Uma operação apreendeu, nesta terça-feira (4/2), 23 aparelhos celulares, além de dinheiro e drogas, dentro de celas do presídio da Polícia Civil, onde estão presos agentes suspeitos de ligação com o Primeiro Comando da Capital (PCC).
A ação foi realizada pela Corregedoria da Polícia Civil e o Grupo de Atuação Especial de Combate ao Crime Organizado (Gaeco) do Ministério Público de São Paulo (MPSP), na avenida Zaki Narchi, zona norte da capital paulista.

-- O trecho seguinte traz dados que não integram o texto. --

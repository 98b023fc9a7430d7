//! Ordered, named sequence of linker steps.
//!
//! A [`Pipeline`] runs its steps strictly in list order against one [`LinkContext`]. The list
//! is never snapshotted: a running step can queue [`PipelineEdit`]s on the context and the
//! pipeline applies them as soon as that step returns, before moving the cursor forward.
//!
//! # Editing while running
//!
//! Only the region after the cursor is open. Steps inserted behind the running step execute
//! later in the same pass. Inserting at or before the cursor, or removing a step that already
//! ran (or is running), fails with [`Error::PipelineLocked`]. There is exactly one pass.
//!
//! # Naming
//!
//! Steps are addressed by kind, the value returned by [`Step::name`]. Each entry also gets a
//! unique instance name: the kind for the first instance, `Kind#2`, `Kind#3`, ... for later
//! ones. Anchored insertion and removal match the first entry whose kind or instance name
//! equals the target.

use std::fmt;

use log::debug;

use crate::{linker::LinkContext, Error, Result};

/// A unit of work in the linker pipeline.
///
/// Steps receive the context explicitly and keep no global state. A step that wants further
/// steps to run queues them through [`LinkContext::queue_pipeline_edit`].
pub trait Step {
    /// Step kind, used to address the step inside a pipeline.
    fn name(&self) -> &'static str;

    /// Runs the step.
    ///
    /// # Errors
    ///
    /// Any error aborts the pipeline; it is wrapped in [`Error::StepFailed`].
    fn process(&mut self, ctx: &mut LinkContext) -> Result<()>;
}

/// A change to the pipeline requested by a running step.
pub enum PipelineEdit {
    /// Add a step at the end.
    Append(Box<dyn Step>),
    /// Add a step at the front.
    Prepend(Box<dyn Step>),
    /// Add a step right before the first step matching the target.
    AddBefore(String, Box<dyn Step>),
    /// Add a step right after the first step matching the target.
    AddAfter(String, Box<dyn Step>),
    /// Remove the first step matching the target.
    Remove(String),
}

impl fmt::Debug for PipelineEdit {
    fn fmt(&self, f: &mut fmt::Formatter<'_>) -> fmt::Result {
        match self {
            PipelineEdit::Append(step) => write!(f, "Append({})", step.name()),
            PipelineEdit::Prepend(step) => write!(f, "Prepend({})", step.name()),
            PipelineEdit::AddBefore(target, step) => {
                write!(f, "AddBefore({target}, {})", step.name())
            }
            PipelineEdit::AddAfter(target, step) => {
                write!(f, "AddAfter({target}, {})", step.name())
            }
            PipelineEdit::Remove(target) => write!(f, "Remove({target})"),
        }
    }
}

struct PipelineEntry {
    name: String,
    step: Box<dyn Step>,
}

/// The step list and its execution cursor.
#[derive(Default)]
pub struct Pipeline {
    entries: Vec<PipelineEntry>,
    cursor: Option<usize>,
}

impl fmt::Debug for Pipeline {
    fn fmt(&self, f: &mut fmt::Formatter<'_>) -> fmt::Result {
        f.debug_struct("Pipeline")
            .field("steps", &self.step_names())
            .field("cursor", &self.cursor)
            .finish()
    }
}

impl Pipeline {
    /// Creates an empty pipeline.
    #[must_use]
    pub fn new() -> Self {
        Self::default()
    }

    /// Returns the number of steps.
    #[must_use]
    pub fn len(&self) -> usize {
        self.entries.len()
    }

    /// Returns true if there are no steps.
    #[must_use]
    pub fn is_empty(&self) -> bool {
        self.entries.is_empty()
    }

    /// Returns the instance names of all steps, in execution order.
    #[must_use]
    pub fn step_names(&self) -> Vec<&str> {
        self.entries.iter().map(|entry| entry.name.as_str()).collect()
    }

    /// Returns true if a step matching `target` exists.
    #[must_use]
    pub fn contains(&self, target: &str) -> bool {
        self.position(target).is_some()
    }

    fn position(&self, target: &str) -> Option<usize> {
        self.entries
            .iter()
            .position(|entry| entry.name == target || entry.step.name() == target)
    }

    fn instance_name(&self, kind: &str) -> String {
        let existing = self
            .entries
            .iter()
            .filter(|entry| entry.step.name() == kind)
            .count();
        let mut ordinal = existing + 1;
        let mut name = if existing == 0 {
            kind.to_string()
        } else {
            format!("{kind}#{ordinal}")
        };
        // A removed instance can leave its ordinal free while a later one is still taken.
        while self.entries.iter().any(|entry| entry.name == name) {
            ordinal += 1;
            name = format!("{kind}#{ordinal}");
        }
        name
    }

    fn insert_at(&mut self, index: usize, step: Box<dyn Step>) -> Result<()> {
        if let Some(cursor) = self.cursor {
            if index <= cursor {
                return Err(Error::PipelineLocked(format!(
                    "cannot insert '{}' at or before the running step '{}'",
                    step.name(),
                    self.entries[cursor].name
                )));
            }
        }

        let name = self.instance_name(step.name());
        if self.entries.iter().any(|entry| entry.name == name) {
            return Err(Error::DuplicateStep(name));
        }
        self.entries.insert(index, PipelineEntry { name, step });
        Ok(())
    }

    /// Adds a step at the end.
    ///
    /// # Errors
    ///
    /// Returns [`Error::DuplicateStep`] if no unique instance name can be assigned.
    pub fn append_step(&mut self, step: Box<dyn Step>) -> Result<()> {
        self.insert_at(self.entries.len(), step)
    }

    /// Adds a step at the front.
    ///
    /// # Errors
    ///
    /// Returns [`Error::PipelineLocked`] while the pipeline is running.
    pub fn prepend_step(&mut self, step: Box<dyn Step>) -> Result<()> {
        self.insert_at(0, step)
    }

    /// Adds a step right before the first step matching `target`.
    ///
    /// # Errors
    ///
    /// Returns [`Error::StepNotFound`] if no step matches `target`, and
    /// [`Error::PipelineLocked`] if the position is not after the running step.
    pub fn add_step_before(&mut self, target: &str, step: Box<dyn Step>) -> Result<()> {
        let index = self
            .position(target)
            .ok_or_else(|| Error::StepNotFound(target.to_string()))?;
        self.insert_at(index, step)
    }

    /// Adds a step right after the first step matching `target`.
    ///
    /// # Errors
    ///
    /// Returns [`Error::StepNotFound`] if no step matches `target`, and
    /// [`Error::PipelineLocked`] if the position is not after the running step.
    pub fn add_step_after(&mut self, target: &str, step: Box<dyn Step>) -> Result<()> {
        let index = self
            .position(target)
            .ok_or_else(|| Error::StepNotFound(target.to_string()))?;
        self.insert_at(index + 1, step)
    }

    /// Removes the first step matching `target`; does nothing when there is none.
    ///
    /// Returns true if a step was removed.
    ///
    /// # Errors
    ///
    /// Returns [`Error::PipelineLocked`] when the step already ran or is running.
    pub fn remove_step(&mut self, target: &str) -> Result<bool> {
        let Some(index) = self.position(target) else {
            return Ok(false);
        };
        if let Some(cursor) = self.cursor {
            if index <= cursor {
                return Err(Error::PipelineLocked(format!(
                    "cannot remove '{}' after it ran",
                    self.entries[index].name
                )));
            }
        }
        self.entries.remove(index);
        Ok(true)
    }

    /// Applies an edit queued by a running step.
    ///
    /// # Errors
    ///
    /// Returns the error of the underlying insertion or removal.
    pub fn apply(&mut self, edit: PipelineEdit) -> Result<()> {
        match edit {
            PipelineEdit::Append(step) => self.append_step(step),
            PipelineEdit::Prepend(step) => self.prepend_step(step),
            PipelineEdit::AddBefore(target, step) => self.add_step_before(&target, step),
            PipelineEdit::AddAfter(target, step) => self.add_step_after(&target, step),
            PipelineEdit::Remove(target) => self.remove_step(&target).map(|_| ()),
        }
    }

    /// Runs every step in order.
    ///
    /// # Errors
    ///
    /// Returns [`Error::StepFailed`] naming the step whose processing (or whose pipeline edits)
    /// failed. Later steps do not run.
    pub fn process(&mut self, ctx: &mut LinkContext) -> Result<()> {
        let mut index = 0;
        while index < self.entries.len() {
            self.cursor = Some(index);
            let result = self.run_entry(index, ctx);
            if let Err(error) = result {
                self.cursor = None;
                ctx.take_pipeline_edits();
                return Err(Error::StepFailed {
                    step: self.entries[index].name.clone(),
                    source: Box::new(error),
                });
            }
            index += 1;
        }
        self.cursor = None;
        Ok(())
    }

    fn run_entry(&mut self, index: usize, ctx: &mut LinkContext) -> Result<()> {
        let entry = &mut self.entries[index];
        debug!("Running step {}", entry.name);
        entry.step.process(ctx)?;

        for edit in ctx.take_pipeline_edits() {
            debug!("{} requested {:?}", self.entries[index].name, edit);
            self.apply(edit)?;
        }
        Ok(())
    }
}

Os agentes são indiciados por crimes contra a administração pública, usura, tráfico de drogas e lavagem de dinheiro. Eles são acusados pelo MPSP de receber R$ 800 mil do narcotraficante João Carlos Camisa Nova Júnior para livrá-lo de uma investigação sobre envio de toneladas de cocaína para a Europa.
As investigações indicam que o pagamento de propina aos policiais era feito mensalmente por advogados do PCC entre 2020 e junho de 2021. A propina resultou no arquivamento de apurações e na interrupção de um inquérito policial realizado pelo Departamento de Narcóticos (Denarc).
Além disso, os polícias foram informados pelo delator do PCC Vinícius Gritzbach, morto com 10 tiros de fuzil no Aeroporto de Guarulhos em 8 de novembro, a localização de 15 casas cofre da facção, onde ficavam escondidos milhões de reais em espécie.
Eles teriam ido aos locais, sem mandato, e se apropriado dos valores, causando prejuízo de R$ 90 milhões para os criminosos.
Vistoria
Foram encontrados na vistoria: 23 celulares (o presídio mantém, atualmente, 69 presos); R$ 21.672,15 em dinheiro; 11 smartwatches; 14 carregadores de celular; 26 fones de ouvido; pequena quantidade de droga; dólares, euros e um notebook.
O objetivo da Operação Video Vocacionis é apreender aparelhos celulares por meio dos quais dois policiais civis presos fizeram contato com pessoas que se encontravam fora do estabelecimento prisional.
Na ação, também houve a participação da Secretaria da Administração Penitenciária (SAP), Controladoria-Geral do Estado, Polícia Científica e Guarda Civil Metropolitana (GCM).